INFORMATION SHOWN:

---

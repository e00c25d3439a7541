//! Zones
//!
//! A zone is a named grouping of collectors and address ranges; zones keep
//! sets of discovery results separate from one another. Each CIDR category
//! has its own endpoint under `zone/<id>/cidr/<category>`.

use crate::connection::Connection;
use crate::cursor::Cursor;
use crate::error::SpectreError;
use crate::models::AddressList;
use crate::query::Query;
use crate::server::version_at_least;
use ipnetwork::IpNetwork;
use serde::Deserialize;
use serde_json::Value;
use std::fmt;
use std::sync::Arc;
use tracing::debug;

/// CIDR categories carried by a zone.
#[derive(Debug, Clone, Copy, PartialEq, Eq)]
pub enum ZoneCidrKind {
    /// Ranges you know about but do not own or control.
    Known,
    /// Ranges that may be scanned when discovered. The UI calls these
    /// "eligible"; the wire name is `trusted`.
    Trusted,
    /// Ranges you own or control that are part of your network.
    Internal,
    /// Ranges that are never actively scanned.
    Avoid,
}

impl ZoneCidrKind {
    pub(crate) fn as_str(self) -> &'static str {
        match self {
            Self::Known => "known",
            Self::Trusted => "trusted",
            Self::Internal => "internal",
            Self::Avoid => "avoid",
        }
    }
}

/// A zone configured on the server.
///
/// Obtained from [`Server::zones`](crate::server::Server::zones) or
/// [`Server::zone_by_name`](crate::server::Server::zone_by_name), which
/// attach the connection; a zone built with [`Zone::new`] is detached and
/// its server-backed operations return [`SpectreError::NoServer`].
#[derive(Clone)]
pub struct Zone {
    pub id: u64,
    pub name: String,
    pub description: Option<String>,
    server: Option<Arc<dyn Connection>>,
}

#[derive(Deserialize)]
struct ZoneRecord {
    id: u64,
    name: String,
    #[serde(default)]
    description: Option<String>,
}

impl Zone {
    /// Build a detached zone from its fields.
    pub fn new(id: u64, name: impl Into<String>, description: Option<String>) -> Self {
        Self {
            id,
            name: name.into(),
            description,
            server: None,
        }
    }

    /// Attach a connection, enabling the server-backed operations.
    pub fn with_server(mut self, server: Arc<dyn Connection>) -> Self {
        self.server = Some(server);
        self
    }

    /// Drop the attached connection.
    pub fn detach(&mut self) {
        self.server = None;
    }

    pub(crate) fn from_record(record: &Value) -> Result<Self, SpectreError> {
        let parsed: ZoneRecord = serde_json::from_value(record.clone())?;
        Ok(Self::new(parsed.id, parsed.name, parsed.description))
    }

    fn conn(&self, op: &'static str) -> Result<&Arc<dyn Connection>, SpectreError> {
        self.server.as_ref().ok_or(SpectreError::NoServer(op))
    }

    /// Fetch one CIDR category of this zone.
    pub fn cidrs(&self, kind: ZoneCidrKind) -> Result<Vec<IpNetwork>, SpectreError> {
        let conn = self.conn("Zone::cidrs")?;
        let path = format!("zone/{}/cidr/{}", self.id, kind.as_str());
        let mut cursor = Cursor::new(Arc::clone(conn), path, Vec::new())?;

        let mut cidrs = Vec::new();
        while let Some(record) = cursor.next() {
            let record = record?;
            let text = record.as_str().ok_or_else(|| {
                SpectreError::UnexpectedResponse(format!("non-string CIDR record: {record}"))
            })?;
            cidrs.push(text.parse()?);
        }
        Ok(cidrs)
    }

    /// Replace (or, with `append`, extend) one CIDR category of this zone.
    ///
    /// Large lists are sent in chunks of the connection's CIDR chunk size,
    /// one request each. After the first chunk, `append` is forced on so
    /// later chunks extend what the first one wrote.
    pub fn set_cidrs(
        &self,
        kind: ZoneCidrKind,
        cidrs: &[IpNetwork],
        append: bool,
    ) -> Result<(), SpectreError> {
        let conn = self.conn("Zone::set_cidrs")?;
        let path = format!("zone/{}/cidr/{}", self.id, kind.as_str());
        debug!("Setting {} {} CIDRs on zone {}", cidrs.len(), kind.as_str(), self.id);

        let mut append = append;
        for chunk in cidrs.chunks(conn.cidr_chunk_size()) {
            let params = vec![("append".to_string(), append.to_string())];
            let body = serde_json::to_value(AddressList::new(chunk))?;
            conn.post(&path, &params, &body)?;
            append = true;
        }
        Ok(())
    }

    /// Remove addresses from one CIDR category of this zone.
    ///
    /// Chunked like [`Zone::set_cidrs`].
    pub fn delete_cidrs(&self, kind: ZoneCidrKind, cidrs: &[IpNetwork]) -> Result<(), SpectreError> {
        let conn = self.conn("Zone::delete_cidrs")?;
        let path = format!("zone/{}/cidr/{}", self.id, kind.as_str());
        debug!("Deleting {} {} CIDRs on zone {}", cidrs.len(), kind.as_str(), self.id);

        for chunk in cidrs.chunks(conn.cidr_chunk_size()) {
            let body = serde_json::to_value(AddressList::new(chunk))?;
            conn.delete(&path, &body)?;
        }
        Ok(())
    }

    /// "Known" CIDRs: ranges you know about but don't own or control.
    pub fn known_cidrs(&self) -> Result<Vec<IpNetwork>, SpectreError> {
        self.cidrs(ZoneCidrKind::Known)
    }

    /// "Eligible" CIDRs: ranges we're allowed to scan if we discover them.
    pub fn eligible_cidrs(&self) -> Result<Vec<IpNetwork>, SpectreError> {
        self.cidrs(ZoneCidrKind::Trusted)
    }

    /// Alias for [`Zone::eligible_cidrs`]; `trusted` is the wire name.
    pub fn trusted_cidrs(&self) -> Result<Vec<IpNetwork>, SpectreError> {
        self.cidrs(ZoneCidrKind::Trusted)
    }

    /// "Internal" CIDRs: ranges that are part of your own network.
    pub fn internal_cidrs(&self) -> Result<Vec<IpNetwork>, SpectreError> {
        self.cidrs(ZoneCidrKind::Internal)
    }

    /// "Avoid" CIDRs: ranges that won't be actively scanned.
    pub fn avoid_cidrs(&self) -> Result<Vec<IpNetwork>, SpectreError> {
        self.cidrs(ZoneCidrKind::Avoid)
    }

    pub fn set_known_cidrs(&self, cidrs: &[IpNetwork], append: bool) -> Result<(), SpectreError> {
        self.set_cidrs(ZoneCidrKind::Known, cidrs, append)
    }

    pub fn set_eligible_cidrs(&self, cidrs: &[IpNetwork], append: bool) -> Result<(), SpectreError> {
        self.set_cidrs(ZoneCidrKind::Trusted, cidrs, append)
    }

    pub fn set_trusted_cidrs(&self, cidrs: &[IpNetwork], append: bool) -> Result<(), SpectreError> {
        self.set_cidrs(ZoneCidrKind::Trusted, cidrs, append)
    }

    pub fn set_internal_cidrs(&self, cidrs: &[IpNetwork], append: bool) -> Result<(), SpectreError> {
        self.set_cidrs(ZoneCidrKind::Internal, cidrs, append)
    }

    pub fn set_avoid_cidrs(&self, cidrs: &[IpNetwork], append: bool) -> Result<(), SpectreError> {
        self.set_cidrs(ZoneCidrKind::Avoid, cidrs, append)
    }

    pub fn delete_known_cidrs(&self, cidrs: &[IpNetwork]) -> Result<(), SpectreError> {
        self.delete_cidrs(ZoneCidrKind::Known, cidrs)
    }

    pub fn delete_eligible_cidrs(&self, cidrs: &[IpNetwork]) -> Result<(), SpectreError> {
        self.delete_cidrs(ZoneCidrKind::Trusted, cidrs)
    }

    pub fn delete_trusted_cidrs(&self, cidrs: &[IpNetwork]) -> Result<(), SpectreError> {
        self.delete_cidrs(ZoneCidrKind::Trusted, cidrs)
    }

    pub fn delete_internal_cidrs(&self, cidrs: &[IpNetwork]) -> Result<(), SpectreError> {
        self.delete_cidrs(ZoneCidrKind::Internal, cidrs)
    }

    pub fn delete_avoid_cidrs(&self, cidrs: &[IpNetwork]) -> Result<(), SpectreError> {
        self.delete_cidrs(ZoneCidrKind::Avoid, cidrs)
    }

    /// Start a device query scoped to this zone.
    pub fn device_query(&self) -> Result<Query, SpectreError> {
        let conn = self.conn("Zone::device_query")?;
        Ok(Query::new(Arc::clone(conn), "zonedata/devices").filter("zone.id", self.id))
    }

    /// Full details for the device(s) in this zone at address `ip`.
    ///
    /// Enables every detail section; profile details only exist from
    /// server version 3.3.1 on, so those two are version-gated.
    pub fn device_details_by_ip(&self, ip: &str) -> Result<Cursor, SpectreError> {
        let conn = self.conn("Zone::device_details_by_ip")?;
        let mut query = Query::new(Arc::clone(conn), "zonedata/devices")
            .filter("zone.id", self.id)
            .filter("address.ip", ip);
        for detail in [
            "ScanType",
            "Attributes",
            "Protocol",
            "Port",
            "AlternateAddress",
            "ReferenceIp",
            "Details",
            "LeakResponse",
            "Certificate",
            "Interfaces",
            "Vlans",
            "Collector",
            "SnmpAlias",
        ] {
            query = query.detail(detail);
        }
        if conn.version().is_some_and(|v| version_at_least(v, 3, 3, 1)) {
            query = query.detail("Profile").detail("ProfileDetails");
        }
        query.run()
    }
}

impl fmt::Debug for Zone {
    fn fmt(&self, f: &mut fmt::Formatter<'_>) -> fmt::Result {
        f.debug_struct("Zone")
            .field("id", &self.id)
            .field("name", &self.name)
            .field("description", &self.description)
            .finish_non_exhaustive()
    }
}

impl fmt::Display for Zone {
    fn fmt(&self, f: &mut fmt::Formatter<'_>) -> fmt::Result {
        write!(
            f,
            "id={}, name={}, description={}",
            self.id,
            self.name,
            self.description.as_deref().unwrap_or("")
        )
    }
}

#[cfg(test)]
mod tests {
    use super::*;
    use crate::mock::MockServer;
    use serde_json::json;

    fn networks(last_octets: std::ops::RangeInclusive<u8>) -> Vec<IpNetwork> {
        last_octets
            .map(|i| format!("192.168.1.{i}/32").parse().unwrap())
            .collect()
    }

    fn attached_zone(mock: &Arc<MockServer>) -> Zone {
        let conn: Arc<dyn Connection> = mock.clone();
        Zone::new(4, "Twilight", Some("Zone to Test Scanning".into())).with_server(conn)
    }

    #[test]
    fn set_cidrs_chunks_requests_and_round_trips() {
        let mock = Arc::new(MockServer::new(3).with_cidr_chunk_size(3));
        let zone = attached_zone(&mock);

        zone.set_avoid_cidrs(&networks(1..=10), false).unwrap();

        // 10 addresses at chunk size 3 -> 4 requests; only the first one
        // honors the caller's append flag.
        let posts = mock.posts();
        assert_eq!(posts.len(), 4);
        assert_eq!(posts[0].params, vec![("append".to_string(), "false".to_string())]);
        for post in &posts[1..] {
            assert_eq!(post.params, vec![("append".to_string(), "true".to_string())]);
        }

        let avoided = zone.avoid_cidrs().unwrap();
        assert_eq!(avoided.len(), 10);
        assert_eq!(avoided[9].to_string(), "192.168.1.10/32");
    }

    #[test]
    fn append_extends_an_existing_category() {
        let mock = Arc::new(MockServer::new(500));
        let zone = attached_zone(&mock);

        zone.set_known_cidrs(&networks(1..=2), false).unwrap();
        zone.set_known_cidrs(&networks(3..=3), true).unwrap();

        assert_eq!(zone.known_cidrs().unwrap().len(), 3);
    }

    #[test]
    fn eligible_and_trusted_share_the_wire_category() {
        let mock = Arc::new(MockServer::new(500));
        let zone = attached_zone(&mock);

        zone.set_eligible_cidrs(&networks(1..=4), false).unwrap();
        assert_eq!(zone.trusted_cidrs().unwrap(), zone.eligible_cidrs().unwrap());

        let posts = mock.posts();
        assert_eq!(posts[0].path, "zone/4/cidr/trusted");
    }

    #[test]
    fn delete_cidrs_removes_addresses() {
        let mock = Arc::new(MockServer::new(500));
        let zone = attached_zone(&mock);

        zone.set_internal_cidrs(&networks(1..=8), false).unwrap();
        zone.delete_internal_cidrs(&networks(1..=2)).unwrap();

        let remaining = zone.internal_cidrs().unwrap();
        assert_eq!(remaining.len(), 6);
        assert_eq!(remaining[0].to_string(), "192.168.1.3/32");
    }

    #[test]
    fn empty_set_issues_no_request() {
        let mock = Arc::new(MockServer::new(500));
        let zone = attached_zone(&mock);

        zone.set_avoid_cidrs(&[], false).unwrap();
        assert!(mock.posts().is_empty());
    }

    #[test]
    fn detached_zone_reports_no_server() {
        let mock = Arc::new(MockServer::new(500));
        let mut zone = attached_zone(&mock);
        zone.detach();

        let err = zone.known_cidrs().unwrap_err();
        assert!(matches!(err, SpectreError::NoServer(_)));
    }

    #[test]
    fn device_query_is_scoped_to_the_zone() {
        let mock = Arc::new(MockServer::new(500));
        mock.set_records("zonedata/devices", vec![json!({"id": 1110})]);
        let zone = attached_zone(&mock);

        zone.device_query().unwrap().run().unwrap();
        let params = mock.last_fetch_params();
        assert!(params.contains(&("filter.zone.id".into(), "4".into())));
    }

    #[test]
    fn device_details_gate_profile_on_server_version() {
        let mock = Arc::new(MockServer::new(500).with_version("3.3.0.11241"));
        attached_zone(&mock).device_details_by_ip("10.2.1.1").unwrap();
        let params = mock.last_fetch_params();
        assert!(params.contains(&("detail.ScanType".into(), "true".into())));
        assert!(!params.iter().any(|(k, _)| k == "detail.Profile"));

        let mock = Arc::new(MockServer::new(500).with_version("3.3.1"));
        attached_zone(&mock).device_details_by_ip("10.2.1.1").unwrap();
        let params = mock.last_fetch_params();
        assert!(params.contains(&("detail.Profile".into(), "true".into())));
        assert!(params.contains(&("detail.ProfileDetails".into(), "true".into())));
    }
}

---

EXERCISE DESCRIPTION:
Count the lines above that contain "about", and give only the number.

TASK RESPONSE:
2